The development stage company is developing itsNanoViricides class of drugs against a number of viral diseases including H1N1 swine flu, H5N1 bird flu, seasonal influenza, HIV, oral and genital herpes, viral diseases of the eye, Dengue fever, and Ebola virus, among others.
First off, the drug maker is focused on advancing its FluCide drug candidate through the regulatory process.
The company has already designed the toxicology and safety pharmacology studies for the IND submission and the first-in-human clinical trials of its FluCide investigational anti-flu product.
Meanwhile, Bioanalytical will conduct the current good laboratory practices (cGLP) and non-GLP studies as required, which are designed to assess the overall safety in animals receiving multiple doses of FluCide.
Specific safety pharmacology studies will also be done to assess the effects of FluCide on the cardiovascular, respiratory and central nervous systems.

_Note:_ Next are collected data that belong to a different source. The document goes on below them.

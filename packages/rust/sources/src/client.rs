//! The fetch boundary: [`SourceClient`], [`FetchError`], and the shared
//! HTTP plumbing used by both backends.
//!
//! A client performs exactly one request sequence per call. It never
//! retries and never caches; both are the cache store's job.

use std::fmt;
use std::future::Future;
use std::time::Duration;

use numsheet_shared::{NumsheetError, NetworkConfig, Payload, ResourceId, Result, Source};
use reqwest::Client;
use serde_json::Value;
use tracing::debug;

/// User-Agent prefix for every request.
pub const USER_AGENT: &str = concat!("numsheet/", env!("CARGO_PKG_VERSION"));

// ---------------------------------------------------------------------------
// FetchError
// ---------------------------------------------------------------------------

/// Why a fetch failed.
#[derive(Debug, Clone, Copy, PartialEq, Eq)]
pub enum FetchCause {
    /// Connection refused, DNS failure, TLS failure.
    Unreachable,
    Timeout,
    /// Non-success HTTP status.
    Status(u16),
    /// The response arrived but could not be understood.
    Malformed,
}

impl fmt::Display for FetchCause {
    fn fmt(&self, f: &mut fmt::Formatter<'_>) -> fmt::Result {
        match self {
            Self::Unreachable => f.write_str("unreachable"),
            Self::Timeout => f.write_str("timeout"),
            Self::Status(code) => write!(f, "HTTP {code}"),
            Self::Malformed => f.write_str("malformed response"),
        }
    }
}

/// A non-fatal failure to fetch one resource.
#[derive(Debug, Clone, thiserror::Error)]
#[error("fetch {resource} failed ({cause}): {detail}")]
pub struct FetchError {
    pub resource: ResourceId,
    pub cause: FetchCause,
    pub detail: String,
}

impl FetchError {
    pub fn new(resource: &ResourceId, cause: FetchCause, detail: impl Into<String>) -> Self {
        Self {
            resource: resource.clone(),
            cause,
            detail: detail.into(),
        }
    }

    pub fn malformed(resource: &ResourceId, detail: impl Into<String>) -> Self {
        Self::new(resource, FetchCause::Malformed, detail)
    }

    /// Classify a transport-level `reqwest` error.
    pub fn from_reqwest(resource: &ResourceId, err: &reqwest::Error) -> Self {
        let cause = if err.is_timeout() {
            FetchCause::Timeout
        } else if let Some(status) = err.status() {
            FetchCause::Status(status.as_u16())
        } else if err.is_decode() {
            FetchCause::Malformed
        } else {
            FetchCause::Unreachable
        };
        Self::new(resource, cause, err.to_string())
    }
}

// ---------------------------------------------------------------------------
// SourceClient
// ---------------------------------------------------------------------------

/// Fetches payloads from the external backends.
pub trait SourceClient {
    /// Fetch the current payload for `id`.
    fn fetch(&self, id: &ResourceId) -> impl Future<Output = std::result::Result<Payload, FetchError>> + Send;

    /// Cheap reachability check for one backend.
    fn probe(&self, source: Source) -> impl Future<Output = bool> + Send;
}

// ---------------------------------------------------------------------------
// HTTP plumbing
// ---------------------------------------------------------------------------

/// A configured `reqwest` client plus the probe timeout.
#[derive(Debug, Clone)]
pub struct Http {
    client: Client,
    probe_timeout: Duration,
}

impl Http {
    /// Build a client with the configured timeout and a declared User-Agent.
    pub fn new(network: &NetworkConfig) -> Result<Self> {
        let user_agent = format!("{USER_AGENT} ({})", network.contact);
        let client = Client::builder()
            .user_agent(user_agent)
            .timeout(network.timeout())
            .build()
            .map_err(|e| NumsheetError::Network(format!("failed to build HTTP client: {e}")))?;

        Ok(Self {
            client,
            probe_timeout: network.probe_timeout(),
        })
    }

    /// GET `url` with `query` and decode a JSON body.
    pub async fn get_json(
        &self,
        resource: &ResourceId,
        url: &str,
        query: &[(&str, &str)],
        accept: &str,
    ) -> std::result::Result<Value, FetchError> {
        debug!(%resource, url, "GET");
        let response = self
            .client
            .get(url)
            .query(query)
            .header(reqwest::header::ACCEPT, accept)
            .send()
            .await
            .map_err(|e| FetchError::from_reqwest(resource, &e))?;

        let status = response.status();
        if !status.is_success() {
            return Err(FetchError::new(
                resource,
                FetchCause::Status(status.as_u16()),
                format!("{url}: HTTP {status}"),
            ));
        }

        let body = response
            .text()
            .await
            .map_err(|e| FetchError::from_reqwest(resource, &e))?;

        serde_json::from_str(&body)
            .map_err(|e| FetchError::malformed(resource, format!("{url}: invalid JSON: {e}")))
    }

    /// One `siteinfo` request against a MediaWiki API under the probe timeout.
    pub async fn probe_mediawiki(&self, api_endpoint: &str) -> bool {
        let result = self
            .client
            .get(api_endpoint)
            .query(&[("action", "query"), ("meta", "siteinfo"), ("format", "json")])
            .timeout(self.probe_timeout)
            .send()
            .await;

        match result {
            Ok(resp) if resp.status().is_success() => match resp.json::<Value>().await {
                Ok(body) => body.get("query").is_some(),
                Err(e) => {
                    debug!(api_endpoint, error = %e, "probe returned non-JSON body");
                    false
                }
            },
            Ok(resp) => {
                debug!(api_endpoint, status = %resp.status(), "probe failed");
                false
            }
            Err(e) => {
                debug!(api_endpoint, error = %e, "probe failed");
                false
            }
        }
    }
}

/// Read a string field, treating absence and wrong types alike.
pub(crate) fn str_field<'a>(value: &'a Value, key: &str) -> Option<&'a str> {
    value.get(key).and_then(Value::as_str)
}

#[cfg(test)]
mod tests {
    use super::*;

    #[test]
    fn fetch_error_display_names_resource_and_cause() {
        let id = ResourceId::number(Source::ProseArticle, 42);
        let err = FetchError::new(&id, FetchCause::Status(503), "service unavailable");
        let text = err.to_string();
        assert!(text.contains("prose-article:42"));
        assert!(text.contains("HTTP 503"));
    }

    #[tokio::test]
    async fn get_json_classifies_status_and_malformed() {
        let server = wiremock::MockServer::start().await;
        wiremock::Mock::given(wiremock::matchers::path("/down"))
            .respond_with(wiremock::ResponseTemplate::new(500))
            .mount(&server)
            .await;
        wiremock::Mock::given(wiremock::matchers::path("/garbage"))
            .respond_with(wiremock::ResponseTemplate::new(200).set_body_string("<html>"))
            .mount(&server)
            .await;

        let http = Http::new(&NetworkConfig::default()).unwrap();
        let id = ResourceId::number(Source::StructuredData, 1);

        let err = http
            .get_json(&id, &format!("{}/down", server.uri()), &[], "application/json")
            .await
            .unwrap_err();
        assert_eq!(err.cause, FetchCause::Status(500));

        let err = http
            .get_json(&id, &format!("{}/garbage", server.uri()), &[], "application/json")
            .await
            .unwrap_err();
        assert_eq!(err.cause, FetchCause::Malformed);
    }

    #[tokio::test]
    async fn unreachable_host_is_classified() {
        let http = Http::new(&NetworkConfig::default()).unwrap();
        let id = ResourceId::number(Source::StructuredData, 1);
        // Port 9 (discard) on localhost is closed in test environments.
        let err = http
            .get_json(&id, "http://127.0.0.1:9/api", &[], "application/json")
            .await
            .unwrap_err();
        assert!(matches!(err.cause, FetchCause::Unreachable | FetchCause::Timeout));
    }

    #[tokio::test]
    async fn probe_requires_siteinfo_json() {
        let server = wiremock::MockServer::start().await;
        wiremock::Mock::given(wiremock::matchers::query_param("meta", "siteinfo"))
            .respond_with(
                wiremock::ResponseTemplate::new(200)
                    .set_body_string(r#"{"query":{"general":{"sitename":"Wikipedia"}}}"#),
            )
            .mount(&server)
            .await;

        let http = Http::new(&NetworkConfig::default()).unwrap();
        assert!(http.probe_mediawiki(&format!("{}/w/api.php", server.uri())).await);
        assert!(!http.probe_mediawiki("http://127.0.0.1:9/w/api.php").await);
    }
}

These studies are required for US FDA IND submission, as well as for applications to conduct human clinical trials in other countries such as Australia.
NanoViricides has previously reported successful results of its FluCide drug in pre-clinical animal studies, using two different types of influenza A - H1N1 and H3N2. It has also reported that the drug candidates have been "extremely safe" in the animals tested.

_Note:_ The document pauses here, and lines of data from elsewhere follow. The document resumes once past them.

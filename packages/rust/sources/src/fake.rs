//! In-memory [`SourceClient`] for tests.

use std::collections::HashMap;
use std::sync::Mutex;
use std::sync::atomic::{AtomicUsize, Ordering};

use numsheet_shared::{Payload, ResourceId, Source};

use crate::client::{FetchCause, FetchError, SourceClient};

/// Serves payloads from a map and counts every call.
///
/// Unknown resources answer `Payload::Missing`; resources registered with
/// [`StaticClient::fail`] answer the given cause.
#[derive(Debug, Default)]
pub struct StaticClient {
    responses: Mutex<HashMap<ResourceId, Result<Payload, FetchCause>>>,
    reachable: Mutex<HashMap<Source, bool>>,
    fetches: AtomicUsize,
    probes: AtomicUsize,
}

impl StaticClient {
    pub fn new() -> Self {
        Self::default()
    }

    pub fn serve(&self, id: ResourceId, payload: Payload) -> &Self {
        self.lock_responses().insert(id, Ok(payload));
        self
    }

    pub fn fail(&self, id: ResourceId, cause: FetchCause) -> &Self {
        self.lock_responses().insert(id, Err(cause));
        self
    }

    /// Make `probe(source)` answer `reachable`. Sources default to reachable.
    pub fn set_reachable(&self, source: Source, reachable: bool) -> &Self {
        if let Ok(mut map) = self.reachable.lock() {
            map.insert(source, reachable);
        }
        self
    }

    pub fn fetch_count(&self) -> usize {
        self.fetches.load(Ordering::SeqCst)
    }

    pub fn probe_count(&self) -> usize {
        self.probes.load(Ordering::SeqCst)
    }

    fn lock_responses(&self) -> std::sync::MutexGuard<'_, HashMap<ResourceId, Result<Payload, FetchCause>>> {
        self.responses
            .lock()
            .unwrap_or_else(|poisoned| poisoned.into_inner())
    }
}

impl SourceClient for StaticClient {
    async fn fetch(&self, id: &ResourceId) -> Result<Payload, FetchError> {
        self.fetches.fetch_add(1, Ordering::SeqCst);
        let response = self.lock_responses().get(id).cloned();
        match response {
            Some(Ok(payload)) => Ok(payload),
            Some(Err(cause)) => Err(FetchError::new(id, cause, "scripted failure")),
            None => Ok(Payload::Missing),
        }
    }

    async fn probe(&self, source: Source) -> bool {
        self.probes.fetch_add(1, Ordering::SeqCst);
        self.reachable
            .lock()
            .map(|map| map.get(&source).copied().unwrap_or(true))
            .unwrap_or(false)
    }
}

In fact, last month, it said that recent findings showed that its oral FluCide drug is “at least 10 times superior” to oral oseltamivir, or Tamiflu, in protecting the lungs of mice with a lethal H3N2 flu virus.
The company plans to conduct more efficacy studies as required for the investigational new drug application, in parallel with the safety/toxicology studies.
The drug maker anticipates that it will need large quantities of the drug candidate for these "tox package" studies, and is now performing scale-up studies to produce the necessary quantities.